WHAT YOU NEED TO DO » A line below contains "composes onto shapes.", and a later one contains "its reference box.". Repeat both, with every line between them, exactly.

DATA IN THIS EXERCISE »

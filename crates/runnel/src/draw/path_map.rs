//! Glyph path templates.
//!
//! Event decorations and data-element outlines are hand-authored SVG path
//! strings, each drawn in a fixed reference box. [`PathMap`] hands out the
//! raw path for a [`Glyph`] together with the transform that fits it to an
//! element's actual extent. Callers treat the path data as opaque.

use crate::geometry::Size;

/// The named glyphs the renderer composes onto shapes.
#[derive(Debug, Clone, Copy, PartialEq, Eq, Hash)]
pub enum Glyph {
    EventMessage,
    EventTimerFace,
    EventTimerHands,
    EventTimerTicks,
    EventConditional,
    EventSignal,
    EventEscalation,
    EventLink,
    EventError,
    EventCancel,
    EventCompensation,
    EventMultiple,
    EventParallelMultiple,
    DataObject,
    DataCollection,
    DataArrow,
    DataStore,
}

/// Lookup of raw glyph paths and their reference boxes.
#[derive(Debug, Default)]
pub struct PathMap;

impl PathMap {
    pub fn new() -> Self {
        Self
    }

    /// Returns the raw path data for a glyph, drawn in its reference box.
    pub fn raw_path(&self, glyph: Glyph) -> &'static str {
        match glyph {
            Glyph::EventMessage => "M 7 12 L 29 12 L 29 24 L 7 24 Z M 7 12 L 18 19.4 L 29 12",
            Glyph::EventTimerFace => "M 18 7 A 11 11 0 1 1 17.99 7 Z",
            Glyph::EventTimerHands => "M 18 18 L 18 10.6 M 18 18 L 22.8 20.8",
            Glyph::EventTimerTicks => {
                "M 18 7.4 L 18 9.4 M 28.6 18 L 26.6 18 M 18 28.6 L 18 26.6 M 7.4 18 L 9.4 18 \
                 M 23.3 8.8 L 22.3 10.5 M 27.2 12.7 L 25.5 13.7 M 27.2 23.3 L 25.5 22.3 \
                 M 23.3 27.2 L 22.3 25.5 M 12.7 27.2 L 13.7 25.5 M 8.8 23.3 L 10.5 22.3 \
                 M 8.8 12.7 L 10.5 13.7 M 12.7 8.8 L 13.7 10.5"
            }
            Glyph::EventConditional => {
                "M 10 8 L 26 8 L 26 28 L 10 28 Z M 12.5 11.5 L 23.5 11.5 M 12.5 15.5 L 23.5 15.5 \
                 M 12.5 19.5 L 23.5 19.5 M 12.5 23.5 L 23.5 23.5"
            }
            Glyph::EventSignal => "M 18 8.2 L 27.8 26.2 L 8.2 26.2 Z",
            Glyph::EventEscalation => "M 18 7.6 L 26 26.4 L 18 19.2 L 10 26.4 Z",
            Glyph::EventLink => "M 8.6 13.4 L 19 13.4 L 19 8.2 L 28.8 18 L 19 27.8 L 19 22.6 L 8.6 22.6 Z",
            Glyph::EventError => "M 10.2 26.6 L 14.8 9.8 L 20.8 18.6 L 25.8 9.4 L 21.8 26.2 L 15.8 17.6 Z",
            Glyph::EventCancel => {
                "M 11 8.6 L 18 15.6 L 25 8.6 L 27.4 11 L 20.4 18 L 27.4 25 L 25 27.4 L 18 20.4 \
                 L 11 27.4 L 8.6 25 L 15.6 18 L 8.6 11 Z"
            }
            Glyph::EventCompensation => "M 17 9.4 L 17 26.6 L 8.4 18 Z M 27.2 9.4 L 27.2 26.6 L 18.6 18 Z",
            Glyph::EventMultiple => "M 18 7.2 L 28.6 14.9 L 24.5 27.4 L 11.5 27.4 L 7.4 14.9 Z",
            Glyph::EventParallelMultiple => {
                "M 15.6 8 L 20.4 8 L 20.4 15.6 L 28 15.6 L 28 20.4 L 20.4 20.4 L 20.4 28 \
                 L 15.6 28 L 15.6 20.4 L 8 20.4 L 8 15.6 L 15.6 15.6 Z"
            }
            Glyph::DataObject => "m 0 0 40 0 10 10 0 50 -50 0 0 -60 m 40 0 0 10 10 0",
            Glyph::DataCollection => {
                "M 0 0 l 0 15 l 1 0 l 0 -15 z M 6 0 l 0 15 l 1 0 l 0 -15 z M 12 0 l 0 15 l 1 0 l 0 -15 z"
            }
            Glyph::DataArrow => "m -1.5357 2.8074 9 0 0 -3 5 5 -5 5 0 -3 -9 0 z",
            Glyph::DataStore => {
                "m 59.5253 15.2984 c 0 1.9490 -3.4477 6.4288 -29.7791 6.4288 -26.3304 0 \
                 -29.2715 -4.5986 -29.2715 -6.3336 m 0 -4.5633 c 0 1.7360 2.9411 6.3346 \
                 29.2715 6.3346 26.3314 0 29.7791 -4.4799 29.7791 -6.4288 M 0.4747 6.2670 c \
                 0 2.3062 2.9411 6.3346 29.2715 6.3346 26.3314 0 29.7791 -3.8390 29.7791 \
                 -6.4298 m 0 9.81 V 10.9265 M 0.4975 6.1728 V 10.9265 M 59.5253 10.7361 v \
                 4.7536 M 0.4975 10.7361 v 4.7536 M 29.7224 0.5507 c 19.0607 0 29.8029 \
                 2.9931 29.8029 5.6221 0 2.6280 0 44.2549 0 47.3441 0 3.0893 -15.6386 \
                 6.0844 -29.8944 6.0844 -14.2557 0 -29.1563 -2.8999 -29.1563 -6.1805 0 \
                 -3.2797 0 -44.8751 0 -47.1538 0 -2.2787 10.1880 -5.7163 29.2477 -5.7163 z"
            }
        }
    }

    /// Returns the box a glyph's raw path was authored in.
    pub fn reference_box(&self, glyph: Glyph) -> Size {
        match glyph {
            Glyph::DataObject | Glyph::DataArrow | Glyph::DataCollection => Size::new(50.0, 60.0),
            Glyph::DataStore => Size::new(60.0, 61.0),
            _ => Size::new(36.0, 36.0),
        }
    }

    /// Computes the transform fitting a glyph's reference box to `size`.
    ///
    /// Returns `None` when the element already matches the reference box,
    /// so the common case emits no transform attribute at all.
    pub fn fit_transform(&self, glyph: Glyph, size: Size) -> Option<String> {
        let reference = self.reference_box(glyph);
        let sx = size.width() / reference.width();
        let sy = size.height() / reference.height();
        if (sx - 1.0).abs() < 1e-9 && (sy - 1.0).abs() < 1e-9 {
            return None;
        }
        Some(format!("scale({sx} {sy})"))
    }
}

#[cfg(test)]
mod tests {
    use super::*;
    use float_cmp::approx_eq;

    #[test]
    fn test_event_glyphs_share_reference_box() {
        let map = PathMap::new();
        let reference = map.reference_box(Glyph::EventMessage);
        assert!(approx_eq!(f64, reference.width(), 36.0));
        assert!(approx_eq!(f64, reference.height(), 36.0));
    }

    #[test]
    fn test_matching_size_needs_no_transform() {
        let map = PathMap::new();
        assert!(
            map.fit_transform(Glyph::EventSignal, Size::new(36.0, 36.0))
                .is_none()
        );
    }

    #[test]
    fn test_larger_event_scales_up() {
        let map = PathMap::new();
        let transform = map
            .fit_transform(Glyph::EventSignal, Size::new(72.0, 36.0))
            .unwrap();
        assert_eq!(transform, "scale(2 1)");
    }

    #[test]
    fn test_every_glyph_has_path_data() {
        let map = PathMap::new();
        for glyph in [
            Glyph::EventMessage,
            Glyph::EventTimerFace,
            Glyph::EventTimerHands,
            Glyph::EventTimerTicks,
            Glyph::EventConditional,
            Glyph::EventSignal,
            Glyph::EventEscalation,
            Glyph::EventLink,
            Glyph::EventError,
            Glyph::EventCancel,
            Glyph::EventCompensation,
            Glyph::EventMultiple,
            Glyph::EventParallelMultiple,
            Glyph::DataObject,
            Glyph::DataCollection,
            Glyph::DataArrow,
            Glyph::DataStore,
        ] {
            assert!(map.raw_path(glyph).starts_with(['M', 'm']));
        }
    }
}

RESPONSE AREA »
/// The named glyphs the renderer composes onto shapes.
#[derive(Debug, Clone, Copy, PartialEq, Eq, Hash)]
pub enum Glyph {
    EventMessage,
    EventTimerFace,
    EventTimerHands,
    EventTimerTicks,
    EventConditional,
    EventSignal,
    EventEscalation,
    EventLink,
    EventError,
    EventCancel,
    EventCompensation,
    EventMultiple,
    EventParallelMultiple,
    DataObject,
    DataCollection,
    DataArrow,
    DataStore,
}

/// Lookup of raw glyph paths and their reference boxes.
#[derive(Debug, Default)]
pub struct PathMap;

impl PathMap {
    pub fn new() -> Self {
        Self
    }

    /// Returns the raw path data for a glyph, drawn in its reference box.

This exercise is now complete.